Modulation of Fluorescence Quenching near the S4 Segment by Substitutions in the External Pore

By substituting cysteine for a specific residue, site-directed fluorescent labeling can be used to measure site-specific environmental changes with the covalent attachment of an extrinsic, membrane-impermeant fluorescent probe to the introduced cysteine (Mannuzzu et al., 1996; Cha and Bezanilla, 1997). Using this technique, sites M356C and A359C, located in the extracellular portion of the S4 segment (as a reference, R362 is the outermost charged residue in the S4 segment), displayed voltage-dependent fluorescence changes with kinetic and steady state properties similar to those of the gating currents. Thus, the fluorescence changes near the S4 segment appear to reflect conformational changes associated with movement of the voltage sensor.

The properties of the fluorescence signal measured at sites near the S4 segment are also affected by mutations in the external pore. This result was surprising because it has not been shown that the S4 segment is affected by the state of the external pore. In the fluorescence traces for the M356C construct combined with the T449Y mutation in the external pore (M356C T449Y), there is a slow fluorescence component that is visible at large depolarizations and is absent in the M356C construct combined with the W434F mutation in the external pore (M356C W434F) (Fig. 2 A).

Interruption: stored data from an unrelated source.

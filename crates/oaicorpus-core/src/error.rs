use thiserror::Error;

/// All errors that can occur in oaicorpus-core.
#[derive(Debug, Error)]
pub enum CoreError {
    #[error("config error: {0}")]
    Config(String),

    #[error("type table error: {0}")]
    TypeTable(String),

    #[error("I/O error: {0}")]
    Io(#[from] std::io::Error),

    #[error("JSON error: {0}")]
    Json(#[from] serde_json::Error),

    #[error("TOML parse error: {0}")]
    TomlParse(#[from] toml::de::Error),
}

pub type Result<T> = std::result::Result<T, CoreError>;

This component is likely responsible for the shallow voltage dependence seen in the F-V curve of the M356C T449Y construct, in contrast to the M356C W434F construct (Fig. 2 B).

Figure 2.

Figure 2

Effects of different pore substitutions on fluorescence quenching near the S4 segment. (A) Fluorescence signals from M356C T449Y and M356C W434F, recorded for a 40-ms pulse from a holding potential of −90 mV to a range of potentials between −120 and 50 mV. An upward deflection of the trace indicates a decrease in fluorescence. Scale bar indicates the magnitude of the percent decrease of total fluorescence (−ΔF/F). (B) Fluorescence change as a function of voltage at the end of the 40-ms pulse for the signals shown in A, normalized to the largest fluorescence change. The traces shown were taken as single sweeps. (C) Fluorescence signals from A359C T449Y and A359C W434F, recorded for a 40-ms pulse from −90 mV to a range of potentials between −120 and 50 mV. (D) Fluorescence change as a function of voltage at the end of the 40-ms pulse for the signals shown in C. The traces shown were taken as single sweeps.

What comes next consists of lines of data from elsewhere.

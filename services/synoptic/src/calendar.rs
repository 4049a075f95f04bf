//! Activity index and calendar navigation over the event log

use std::collections::BTreeMap;

use chrono::{Datelike, Months, NaiveDate};

use crate::backend::HistoryEvent;

/// Event count per calendar day
pub type ActivityIndex = BTreeMap<NaiveDate, usize>;

/// Date portion of an event timestamp (`YYYY-MM-DD HH:MM:SS`)
pub fn event_date(ts: &str) -> Option<NaiveDate> {
    let date = ts.split_whitespace().next()?;
    NaiveDate::parse_from_str(date, "%Y-%m-%d").ok()
}

/// Bucket the event log by calendar day.
///
/// Rebuilt whole whenever the log is loaded; events whose timestamp does
/// not parse are skipped.
pub fn build_index(events: &[HistoryEvent]) -> ActivityIndex {
    let mut index = ActivityIndex::new();
    for event in events {
        if let Some(date) = event_date(&event.ts) {
            *index.entry(date).or_insert(0) += 1;
        }
    }
    index
}

/// Chronological indices of the events on a given day
pub fn events_on(events: &[HistoryEvent], date: NaiveDate) -> Vec<usize> {
    events
        .iter()
        .enumerate()
        .filter(|(_, event)| event_date(&event.ts) == Some(date))
        .map(|(i, _)| i)
        .collect()
}

/// One day cell of the visible month
#[derive(Debug, Clone, PartialEq)]
pub struct DayCell {
    pub date: NaiveDate,
    pub day: u32,
    pub count: usize,
    pub selected: bool,
    /// Visual weight relative to the busiest day of the visible month,
    /// clamped to [0, 1]
    pub intensity: f64,
}

/// Drives month navigation and day selection for the activity calendar
#[derive(Debug, Clone, PartialEq, Eq)]
pub struct Navigator {
    /// First day of the displayed month
    visible_month: NaiveDate,
    selected: NaiveDate,
}

impl Navigator {
    /// Default focus: the last event's date, or today when the log is empty
    /// (or the last timestamp does not parse). The displayed month is the
    /// focused date's month.
    pub fn new(events: &[HistoryEvent], today: NaiveDate) -> Self {
        let selected = events
            .last()
            .and_then(|event| event_date(&event.ts))
            .unwrap_or(today);
        Self {
            visible_month: first_of_month(selected),
            selected,
        }
    }

    pub fn visible_month(&self) -> NaiveDate {
        self.visible_month
    }

    pub fn selected(&self) -> NaiveDate {
        self.selected
    }

    /// Show the previous month; the selected date stays put
    pub fn prev_month(&mut self) {
        self.visible_month = add_months(self.visible_month, -1);
    }

    /// Show the next month; the selected date stays put
    pub fn next_month(&mut self) {
        self.visible_month = add_months(self.visible_month, 1);
    }

    /// Jump selection and view back to today
    pub fn go_to_today(&mut self, today: NaiveDate) {
        self.selected = today;
        self.visible_month = first_of_month(today);
    }

    pub fn select_date(&mut self, date: NaiveDate) {
        self.selected = date;
    }

    /// Number of leading pad cells before day 1 in a Sunday-first grid
    pub fn leading_blanks(&self) -> u32 {
        self.visible_month.weekday().num_days_from_sunday()
    }

    /// Data for every day cell of the visible month
    pub fn day_cells(&self, index: &ActivityIndex) -> Vec<DayCell> {
        let max_count = index
            .range(self.visible_month..=last_of_month(self.visible_month))
            .map(|(_, &count)| count)
            .max()
            .unwrap_or(0)
            .max(1);

        (1..=days_in_month(self.visible_month))
            .filter_map(|day| {
                self.visible_month.with_day(day).map(|date| {
                    let count = index.get(&date).copied().unwrap_or(0);
                    DayCell {
                        date,
                        day,
                        count,
                        selected: date == self.selected,
                        intensity: (count as f64 / max_count as f64).clamp(0.0, 1.0),
                    }
                })
            })
            .collect()
    }
}

fn first_of_month(date: NaiveDate) -> NaiveDate {
    date.with_day(1).unwrap_or(date)
}

fn last_of_month(month: NaiveDate) -> NaiveDate {
    add_months(month, 1).pred_opt().unwrap_or(month)
}

fn days_in_month(month: NaiveDate) -> u32 {
    last_of_month(month).day()
}

/// Shift a first-of-month date by whole months
fn add_months(month: NaiveDate, delta: i32) -> NaiveDate {
    let shifted = if delta >= 0 {
        month.checked_add_months(Months::new(delta as u32))
    } else {
        month.checked_sub_months(Months::new(delta.unsigned_abs()))
    };
    shifted.unwrap_or(month)
}

#[cfg(test)]
mod tests {
    use super::*;

    fn event(ts: &str) -> HistoryEvent {
        HistoryEvent {
            ts: ts.to_string(),
            id: "valveA".to_string(),
            state: true,
            user: "op".to_string(),
        }
    }

    fn date(s: &str) -> NaiveDate {
        s.parse().unwrap()
    }

    #[test]
    fn index_buckets_events_by_day() {
        let events = vec![
            event("2024-01-05 10:00:00"),
            event("2024-01-05 11:00:00"),
            event("2024-01-06 09:00:00"),
        ];
        let index = build_index(&events);

        assert_eq!(index.len(), 2);
        assert_eq!(index[&date("2024-01-05")], 2);
        assert_eq!(index[&date("2024-01-06")], 1);
    }

    #[test]
    fn index_skips_unparseable_timestamps() {
        let events = vec![event("garbage"), event("2024-01-05 10:00:00")];
        let index = build_index(&events);
        assert_eq!(index.len(), 1);
        assert_eq!(index[&date("2024-01-05")], 1);
    }

    #[test]
    fn default_focus_on_empty_log_is_today() {
        let today = date("2024-06-15");
        let navigator = Navigator::new(&[], today);
        assert_eq!(navigator.selected(), today);
        assert_eq!(navigator.visible_month(), date("2024-06-01"));
    }

    #[test]
    fn default_focus_follows_the_last_event() {
        let events = vec![event("2024-01-05 10:00:00"), event("2024-03-20 08:30:00")];
        let navigator = Navigator::new(&events, date("2024-06-15"));
        assert_eq!(navigator.selected(), date("2024-03-20"));
        assert_eq!(navigator.visible_month(), date("2024-03-01"));
    }

    #[test]
    fn unparseable_last_timestamp_falls_back_to_today() {
        let events = vec![event("2024-01-05 10:00:00"), event("garbage")];
        let today = date("2024-06-15");
        let navigator = Navigator::new(&events, today);
        assert_eq!(navigator.selected(), today);
    }

    #[test]
    fn month_navigation_keeps_the_selection() {
        let mut navigator = Navigator::new(&[event("2024-03-20 08:30:00")], date("2024-06-15"));

        navigator.prev_month();
        assert_eq!(navigator.visible_month(), date("2024-02-01"));
        assert_eq!(navigator.selected(), date("2024-03-20"));

        navigator.next_month();
        navigator.next_month();
        assert_eq!(navigator.visible_month(), date("2024-04-01"));
        assert_eq!(navigator.selected(), date("2024-03-20"));
    }

    #[test]
    fn month_navigation_wraps_the_year() {
        let mut navigator = Navigator::new(&[event("2024-01-10 00:00:00")], date("2024-06-15"));
        navigator.prev_month();
        assert_eq!(navigator.visible_month(), date("2023-12-01"));
        navigator.next_month();
        assert_eq!(navigator.visible_month(), date("2024-01-01"));
    }

    #[test]
    fn go_to_today_resets_selection_and_month() {
        let mut navigator = Navigator::new(&[event("2024-03-20 08:30:00")], date("2024-06-15"));
        navigator.go_to_today(date("2024-06-15"));
        assert_eq!(navigator.selected(), date("2024-06-15"));
        assert_eq!(navigator.visible_month(), date("2024-06-01"));
    }

    #[test]
    fn day_cells_scale_intensity_within_the_visible_month() {
        let events = vec![
            event("2024-01-05 10:00:00"),
            event("2024-01-05 11:00:00"),
            event("2024-01-05 12:00:00"),
            event("2024-01-05 13:00:00"),
            event("2024-01-06 09:00:00"),
            // busier day in another month must not skew January's scale
            event("2024-02-01 09:00:00"),
            event("2024-02-01 09:01:00"),
            event("2024-02-01 09:02:00"),
            event("2024-02-01 09:03:00"),
            event("2024-02-01 09:04:00"),
            event("2024-02-01 09:05:00"),
            event("2024-02-01 09:06:00"),
            event("2024-02-01 09:07:00"),
        ];
        let index = build_index(&events);
        let mut navigator = Navigator::new(&events, date("2024-06-15"));
        navigator.select_date(date("2024-01-05"));
        navigator.prev_month();
        assert_eq!(navigator.visible_month(), date("2024-01-01"));

        let cells = navigator.day_cells(&index);
        assert_eq!(cells.len(), 31);

        let day5 = &cells[4];
        assert_eq!(day5.count, 4);
        assert!(day5.selected);
        assert!((day5.intensity - 1.0).abs() < 1e-9);

        let day6 = &cells[5];
        assert_eq!(day6.count, 1);
        assert!(!day6.selected);
        assert!((day6.intensity - 0.25).abs() < 1e-9);

        let day7 = &cells[6];
        assert_eq!(day7.count, 0);
        assert_eq!(day7.intensity, 0.0);
    }

    #[test]
    fn day_cells_on_a_quiet_month_stay_at_zero_intensity() {
        let navigator = Navigator::new(&[], date("2024-06-15"));
        let cells = navigator.day_cells(&ActivityIndex::new());
        assert_eq!(cells.len(), 30);
        assert!(cells.iter().all(|cell| cell.intensity == 0.0));
    }

    #[test]
    fn leading_blanks_match_the_weekday_of_day_one() {
        // 2024-03-01 is a Friday
        let navigator = Navigator::new(&[event("2024-03-20 08:30:00")], date("2024-06-15"));
        assert_eq!(navigator.leading_blanks(), 5);
    }

    #[test]
    fn events_on_filters_by_selected_day() {
        let events = vec![
            event("2024-01-05 10:00:00"),
            event("2024-01-06 09:00:00"),
            event("2024-01-05 11:00:00"),
        ];
        assert_eq!(events_on(&events, date("2024-01-05")), vec![0, 2]);
        assert_eq!(events_on(&events, date("2024-01-06")), vec![1]);
        assert!(events_on(&events, date("2024-01-07")).is_empty());
    }
}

Fluorescence signals from site A359C are also affected by pore substitutions: the kinetics for the A359C T449Y construct are considerably different than for the A359C W434F construct (Fig. 2 C). In this case, the fluorescence kinetics appear to be faster for A359C T449Y than for A359C W434F. The F-V curve also reflects a shallow voltage dependence of the fluorescence changes in the A359C T449Y construct in comparison with the A359C W434F construct (Fig. 2 D).

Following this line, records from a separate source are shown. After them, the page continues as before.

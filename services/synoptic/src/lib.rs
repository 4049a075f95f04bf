//! Synoptic - apparatus diagram state synchronization and history replay
//!
//! Keeps a rendered synoptic diagram consistent with the authoritative
//! backend snapshot under periodic polling, submits operator toggles with
//! optimistic feedback, and replays historical snapshots from the
//! append-only event log.

pub mod backend;
pub mod calendar;
pub mod color;
pub mod config;
pub mod console;
pub mod engine;
pub mod error;
pub mod io;
pub mod player;
pub mod reconciler;
pub mod registry;
pub mod session;
pub mod surface;
pub mod toggle;

pub use config::{load_config, Config};
pub use error::{Result, SynopticError};

use std::sync::Arc;
use std::time::Duration;

use tokio_util::sync::CancellationToken;

use crate::backend::BackendClient;
use crate::engine::Engine;
use crate::io::ReqwestHttpClient;
use crate::reconciler::Reconciler;
use crate::registry::Registry;
use crate::session::{Mode, Session};
use crate::surface::{ConsoleSurface, DiagramSurface};

/// Run the engine with the given configuration
pub async fn run(config: Config) -> Result<()> {
    let http: Arc<dyn io::HttpClient> = Arc::new(ReqwestHttpClient::default());
    let backend = Arc::new(BackendClient::new(config.backend_url.clone(), http));

    let specs = backend.fetch_registry().await?;
    let registry = Arc::new(Registry::from_specs(specs)?);
    if registry.is_empty() {
        tracing::warn!("Empty component registry, engine disabled");
        return Ok(());
    }
    tracing::debug!("Loaded {} components", registry.len());

    let surface = Arc::new(ConsoleSurface::default());
    let session = Session::new(config.mode);
    let reconciler = Arc::new(Reconciler::new(
        Arc::clone(&registry),
        Arc::clone(&surface) as Arc<dyn DiagramSurface>,
        Arc::clone(&backend),
        Arc::clone(&session),
    ));
    let engine = Engine::new(
        Arc::clone(&surface) as Arc<dyn DiagramSurface>,
        Arc::clone(&backend),
        Arc::clone(&reconciler),
    );

    let cancel = CancellationToken::new();
    let cancel_for_signal = cancel.clone();
    tokio::spawn(async move {
        if tokio::signal::ctrl_c().await.is_ok() {
            tracing::info!("Shutdown signal received");
            cancel_for_signal.cancel();
        }
    });

    match config.mode {
        Mode::Live => {
            tracing::info!(
                "Live session started, polling every {}s",
                config.poll_interval_seconds
            );
            console::run_live(
                engine,
                registry,
                surface,
                backend,
                session,
                Duration::from_secs(config.poll_interval_seconds),
                cancel,
            )
            .await?;
            tracing::info!("Live session stopped");
        }
        Mode::History => {
            tracing::info!("History session started");
            console::run_history(engine, registry, surface, cancel).await?;
            tracing::info!("History session stopped");
        }
    }

    Ok(())
}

The mutations W434F and T449Y, both located in the external mouth of the pore, have very different effects on conduction. The tryptophan-to-phenylalanine mutation at residue 434 (W434F) prevents conduction without affecting the conformational changes that occur in the internal mouth of the pore, as judged from the effects of internal TEA on the gating currents (Perozo et al., 1993). In comparison, the threonine-to-tyrosine mutation at residue 449 (T449Y) preserves ionic conduction and increases the affinity of ionic blockers such as TEA and agitoxin (MacKinnon and Yellen, 1990; Heginbotham and MacKinnon, 1992; Gross and MacKinnon, 1996). The differences between these two constructs could be attributed either to changes in the movement of the voltage sensor or changes in the fluorophore's environment introduced by the pore mutations. A comparison of the gating currents of conducting and nonconducting (W434F) constructs indicate that the voltage sensor properties do not appear to be altered by this pore substitution (Perozo et al., 1993). Thus, one possible explanation for the effect is that these pore mutations modify the channel structure so that a different optical profile is seen by the fluorophore. Another possibility is that the state of the external pore may be coupled to the state of the S4 segment in a manner that is not easily observed in the gating currents. A third explanation, which will be addressed in the next section, is that the presence of ion flow through the channel directly affects the fluorophore.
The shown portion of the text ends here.